Fred Vargas (París, 1957) recibe un más que merecidísimo Premio Princesa de Asturias por su labor literaria.

Fred Vargas (París, 1957) recibe un más que merecidísimo Premio Princesa de Asturias por su labor literaria. Ella es Fréderique Audoin-Rouzeau, hija de Philippe Audoin, pintor cercano a los postulados surrealistas. Lo de Vargas se lo inventó su hermana Jo, que heredó la pasión y el oficio paterno, y que firmaba como Jo Vargas, en referencia al papel de Ava Gadner, en La condesa descalza: María Vargas. Jo y Fredérique son gemelas. Así que ya puestos, adoptó el seudónimo de su hermana, primera lectora de sus manuscritos, y lo de Fred fue parte de la broma cuando decidió escribir novelas.

Fred Vargas es un producto cultural cien por cien francófono y por lo tanto es tan relevante el talento como su imagen mediática, en el sentido en cómo se presenta el artista al mundo. La máscara, la gesticulación y el maquillaje tienen tradición versallesca. Un escritor no es solo alguien que escribe, ha de aportar más a la sociedad que lo acoge. Ha de incomodar, ha de molestar, ha de ser el sobrino contestario de la comida de los domingos. Fácil es acudir a la figura de l’enfant terrible –en este caso, de la fille terrible–, del polemista, del que dice lo que no debería, no va a donde tendría que estar y milita en el partido que no procedería en este momento. Es parte importante un cierto toque de elegante excentricidad, y Fred Vargas lo tiene. Y además, en este caso –en el de Houellebecq también, por ejemplo– no parece impostado. Pero es un hecho que, antes de leerse un libro de Vargas, uno ya sabe que Vargas es alguien que hace las cosas a su manera, que no firma autógrafos y que los reclamos de la vanidad a que reaccionan la mayoría de escritores, con ella no funcionan. Encerrada tras su guardia pretoriana de confianza y con la intimidad preservada, Fred Vargas escribe cuando quiere, viaja a donde desea y se compromete con las campañas en las que cree.

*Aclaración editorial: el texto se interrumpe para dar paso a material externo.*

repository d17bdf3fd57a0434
use clap::Parser;

#[tokio::main]
async fn main() -> color_eyre::Result<()> {
	color_eyre::install()?;

	let args = scout_api::Args::parse();

	scout_api::run(args).await
}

El premio, la trayectoria y los miles de lectores que tiene por todo el mundo reflejan que Fred Vargas es una de las mejores escritoras de novela negra en activo. Caigan en las páginas de Huye rápido, vete lejos, La tercera virgen, Un lugar incierto o Cuando sale la reclusa y es más que probable que acaben devorando el resto del material Vargas. Y simpatizando con el resto de lo que significa Vargas. Reitero: porque es sincero y porque siempre está bien que uno marque las normas y, con ello, se demuestre, que no sucede nada: la industria y el mundo entero siguen en pie. He indicado su prevalencia como novelista de género pero ella siempre defiende que las suyas son novelas de enigma expresando su admiración por Agatha Christie, siendo la no negritud de tía Agatha de las pocas cosas en las que el género negro está de acuerdo.

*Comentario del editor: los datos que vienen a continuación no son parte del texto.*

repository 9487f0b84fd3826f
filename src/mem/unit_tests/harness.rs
use crate::mem::addr::MemAddr;
use crate::mem::channel::{IssueBlock, MemChannel, SubArrayState};
use crate::mem::config::MemConfig;
use crate::mem::controller::MemoryController;
use crate::mem::request::{OpType, Request};
use crate::sim::event_queue::Cycle;
use std::collections::HashSet;
use std::sync::Arc;

/// Scripted channel stand-in: immediately issuable unless told otherwise,
/// completes commands one cycle later, and records everything it is handed.
pub struct ScriptedChannel {
    pub issued: Vec<(Cycle, Request)>,
    /// (rank, bank) pairs that always report busy.
    pub refuse_banks: HashSet<(usize, usize)>,
    /// Command types that always report busy.
    pub refuse_ops: Vec<OpType>,
    /// Refuse REFRESH while the addressed bank still holds an open row.
    pub refuse_refresh_while_open: bool,
    /// (rank, bank, subarray) triples reported as mid-write.
    pub writing: HashSet<(usize, usize, usize)>,
    pub powered_down: Vec<bool>,
    open_rows: HashSet<(usize, usize)>,
    inflight: Vec<(Cycle, Request)>,
    completions: Vec<Request>,
    latency: Cycle,
}

impl ScriptedChannel {
    pub fn new(ranks: usize) -> Self {
        Self {
            issued: Vec::new(),
            refuse_banks: HashSet::new(),
            refuse_ops: Vec::new(),
            refuse_refresh_while_open: false,
            writing: HashSet::new(),
            powered_down: vec![false; ranks],
            open_rows: HashSet::new(),
            inflight: Vec::new(),
            completions: Vec::new(),
            latency: 1,
        }
    }

    /// Issued command types in issue order.
    pub fn ops(&self) -> Vec<OpType> {
        self.issued.iter().map(|(_, req)| req.op).collect()
    }

    /// Issued (type, row) pairs in issue order.
    pub fn op_rows(&self) -> Vec<(OpType, usize)> {
        self.issued
            .iter()
            .map(|(_, req)| (req.op, req.addr.row))
            .collect()
    }

    pub fn issue_cycles(&self) -> Vec<Cycle> {
        self.issued.iter().map(|(cycle, _)| *cycle).collect()
    }
}

impl MemChannel for ScriptedChannel {
    fn check_issue(&self, req: &Request, now: Cycle) -> Result<(), IssueBlock> {
        if self.powered_down[req.addr.rank] && req.op != OpType::PowerUp {
            return Err(IssueBlock::PoweredDown);
        }
        if self.refuse_banks.contains(&(req.addr.rank, req.addr.bank))
            || self.refuse_ops.contains(&req.op)
        {
            return Err(IssueBlock::Busy { until: now + 1 });
        }
        if req.op == OpType::Refresh
            && self.refuse_refresh_while_open
            && self.open_rows.contains(&(req.addr.rank, req.addr.bank))
        {
            return Err(IssueBlock::RowOpen);
        }
        Ok(())
    }

    fn issue_command(&mut self, req: Request, now: Cycle) {
        let key = (req.addr.rank, req.addr.bank);
        match req.op {
            OpType::Activate => {
                self.open_rows.insert(key);
            }
            op if op.closes_row() => {
                self.open_rows.remove(&key);
            }
            OpType::Refresh => {
                self.open_rows.remove(&key);
            }
            _ => {}
        }
        self.issued.push((now, req.clone()));
        if req.op != OpType::Refresh {
            self.inflight.push((now + self.latency, req));
        }
    }

    fn tick(&mut self, now: Cycle) {
        let mut i = 0;
        while i < self.inflight.len() {
            if self.inflight[i].0 <= now {
                let (_, req) = self.inflight.remove(i);
                self.completions.push(req);
            } else {
                i += 1;
            }
        }
    }

    fn take_completions(&mut self) -> Vec<Request> {
        std::mem::take(&mut self.completions)
    }

    fn is_rank_idle(&self, rank: usize) -> bool {
        !self.open_rows.iter().any(|&(r, _)| r == rank)
    }

    fn can_power_down(&self, _op: OpType, rank: usize) -> bool {
        !self.powered_down[rank]
    }

    fn can_power_up(&self, rank: usize) -> bool {
        self.powered_down[rank]
    }

    fn power_down(&mut self, _op: OpType, rank: usize) {
        self.powered_down[rank] = true;
    }

    fn power_up(&mut self, rank: usize) {
        self.powered_down[rank] = false;
    }

    fn subarray_state(&self, addr: &MemAddr) -> SubArrayState {
        SubArrayState {
            is_writing: self
                .writing
                .contains(&(addr.rank, addr.bank, addr.subarray)),
        }
    }
}

/// Small single-rank, single-bank topology most scenarios start from.
pub fn base_config() -> MemConfig {
    MemConfig {
        channels: 1,
        ranks: 1,
        banks: 1,
        rows: 64,
        cols: 256,
        mat_height: 0,
        rb_size: 256,
        close_page: 1,
        schedule_scheme: 0,
        starvation_threshold: 4,
        deadlock_timer: 100,
        use_refresh: false,
        use_low_power: false,
        write_pausing: false,
        address_mapping_scheme: "R:RK:BK:CH:C".to_string(),
        ..MemConfig::default()
    }
}

pub fn controller_with(config: MemConfig) -> MemoryController<ScriptedChannel> {
    let ranks = config.ranks;
    MemoryController::new(Arc::new(config), ScriptedChannel::new(ranks))
        .expect("test config rejected")
}

/// Physical address for a (row, col, bank, rank, subarray) tuple.
pub fn phys(
    controller: &MemoryController<ScriptedChannel>,
    row: usize,
    col: usize,
    bank: usize,
    rank: usize,
    subarray: usize,
) -> u64 {
    controller
        .translator()
        .reverse_translate(row, col, bank, rank, 0, subarray)
}

pub fn run_ticks(controller: &mut MemoryController<ScriptedChannel>, ticks: u64) {
    for _ in 0..ticks {
        controller.tick_one().expect("unexpected deadlock");
    }
}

Sus novelas trabajan con el esquema de un héroe –el Comisario de Policía del 5 distrito de París, Jean-Baptiste Adamsberg, su personaje emblemático y franquicia–, un minotauro –un asesino que en nuestra iconografía urbana del terror suple el que en otras épocas podía ser el dragón o el ogro– y un laberinto –un buen montón de falsas pistas–. Y el ambiente que confronta es el de la civilización, el de París y el rural, el de la Normandía en el que cohabitan todos los tiempos. Vargas postula la ciencia forense pero también la intuición, lo desconocido, la rareza monstruosa, los sueños y los acertijos como maneras igualmente válidas para aprehender la realidad (y salir del laberinto, por supuesto). El lenguaje funciona –es directo pero no ramplón, con atención a las variaciones locales del mismo–, los personajes despliegan a lo largo de sus novelas la ambigüedad moral necesaria para entroncar con la mejor sabia de la novela negra, y sus enigmas –algunos imposibles pero qué importa si los escribe bien–, bien planteados y resueltos te llevaran a otro libro.

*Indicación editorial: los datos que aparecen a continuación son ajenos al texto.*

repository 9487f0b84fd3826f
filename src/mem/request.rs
use crate::mem::addr::MemAddr;
use crate::sim::event_queue::Cycle;
use std::fmt::{self, Display, Formatter};

/// Device-level command kinds plus the host transaction types they are
/// lowered from.
#[derive(Debug, Clone, Copy, PartialEq, Eq)]
pub enum OpType {
    Read,
    Write,
    Activate,
    Precharge,
    PrechargeAll,
    ReadPrecharge,
    WritePrecharge,
    Refresh,
    PowerDownFast,
    PowerDownSlow,
    PowerDownActive,
    PowerUp,
}

impl OpType {
    pub fn is_column_access(self) -> bool {
        matches!(
            self,
            Self::Read | Self::Write | Self::ReadPrecharge | Self::WritePrecharge
        )
    }

    pub fn is_write(self) -> bool {
        matches!(self, Self::Write | Self::WritePrecharge)
    }

    pub fn is_power_down(self) -> bool {
        matches!(
            self,
            Self::PowerDownFast | Self::PowerDownSlow | Self::PowerDownActive
        )
    }

    pub fn closes_row(self) -> bool {
        matches!(
            self,
            Self::Precharge | Self::PrechargeAll | Self::ReadPrecharge | Self::WritePrecharge
        )
    }
}

impl Display for OpType {
    fn fmt(&self, fmt: &mut Formatter) -> fmt::Result {
        let name = match self {
            Self::Read => "READ",
            Self::Write => "WRITE",
            Self::Activate => "ACTIVATE",
            Self::Precharge => "PRECHARGE",
            Self::PrechargeAll => "PRECHARGE_ALL",
            Self::ReadPrecharge => "READ_PRECHARGE",
            Self::WritePrecharge => "WRITE_PRECHARGE",
            Self::Refresh => "REFRESH",
            Self::PowerDownFast => "POWERDOWN_PDPF",
            Self::PowerDownSlow => "POWERDOWN_PDPS",
            Self::PowerDownActive => "POWERDOWN_PDA",
            Self::PowerUp => "POWERUP",
        };
        fmt.write_str(name)
    }
}

/// Who is responsible for the request once it completes. Controller-generated
/// commands end their life at the controller; host transactions are handed
/// back upstream.
#[derive(Debug, Clone, Copy, PartialEq, Eq)]
pub enum Owner {
    Host,
    Controller,
}

/// One transaction or device command moving through the controller. The
/// address and type are fixed at creation except for the in-place implicit
/// precharge mutation.
#[derive(Debug, Clone)]
pub struct Request {
    pub op: OpType,
    pub addr: MemAddr,
    pub arrival_cycle: Cycle,
    pub issue_cycle: Cycle,
    pub owner: Owner,
    /// Close-page marking: close the row after this access completes.
    pub last_request: bool,
}

impl Request {
    pub fn host(op: OpType, addr: MemAddr, now: Cycle) -> Self {
        Self {
            op,
            addr,
            arrival_cycle: now,
            issue_cycle: now,
            owner: Owner::Host,
            last_request: false,
        }
    }

    pub fn controller(op: OpType, addr: MemAddr, now: Cycle) -> Self {
        Self {
            op,
            addr,
            arrival_cycle: now,
            issue_cycle: now,
            owner: Owner::Controller,
            last_request: false,
        }
    }
}

#[cfg(test)]
mod tests {
    use super::{OpType, Owner, Request};
    use crate::mem::addr::MemAddr;

    #[test]
    fn op_classes() {
        assert!(OpType::ReadPrecharge.is_column_access());
        assert!(OpType::ReadPrecharge.closes_row());
        assert!(!OpType::Activate.is_column_access());
        assert!(OpType::PowerDownActive.is_power_down());
        assert!(!OpType::PowerUp.is_power_down());
        assert!(OpType::WritePrecharge.is_write());
        assert!(!OpType::Read.is_write());
    }

    #[test]
    fn factories_set_owner_and_cycles() {
        let addr = MemAddr::default();
        let host = Request::host(OpType::Read, addr, 7);
        assert_eq!(host.owner, Owner::Host);
        assert_eq!(host.arrival_cycle, 7);
        assert_eq!(host.issue_cycle, 7);
        assert!(!host.last_request);
        let cmd = Request::controller(OpType::Activate, addr, 9);
        assert_eq!(cmd.owner, Owner::Controller);
        assert_eq!(cmd.issue_cycle, 9);
    }
}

Adamsberg y su manera artística –en el sentido de que, en ocasiones obedece a la inspiración, un pálpito o intuición– de resolver los enigmas dice más de lo que cree Fred Vargas sobre cómo se enfrenta ella a la creación. Como un territorio sin certezas, que vas iluminando con cada paso que das. Una brújula y una serie de cuestiones de la realidad que quieres resolver en la ficción. Una ficción que su autora se esmera en hacer atemporal, sin referencias que puedan enclavarla en un aquí y ahora. Junto al Comisario, un elenco de secundarios inolvidables: Violette Retancourt, teniente y gigantona mano derecha de Adamsberg o Adrien Danglard, metódico inspector de saberes enciclopédicos.

Arqueóloga e historiadora, que un buen día, para distraerse de la monotonía de su trabajo, decidió salir a una papelería, comprar bolígrafo y libreta, y probar a jugar escribir una novela, tiene sistema Simenon a la hora de escribir. Este se encerraba en casa por espacio de una semana e implosionaba libros de Maigret. Algunas de sus mejores novelas las ha escrito en poco más de un mes. Su método es empezar a escribir con unas cuantas ideas, algunas situaciones que quiere recrear y el propio lenguaje, la propia resolución de esas situaciones va generando la acción y conformando la novela. En eso, también muy Dylan: primeras tomas, vamos a otra cosa.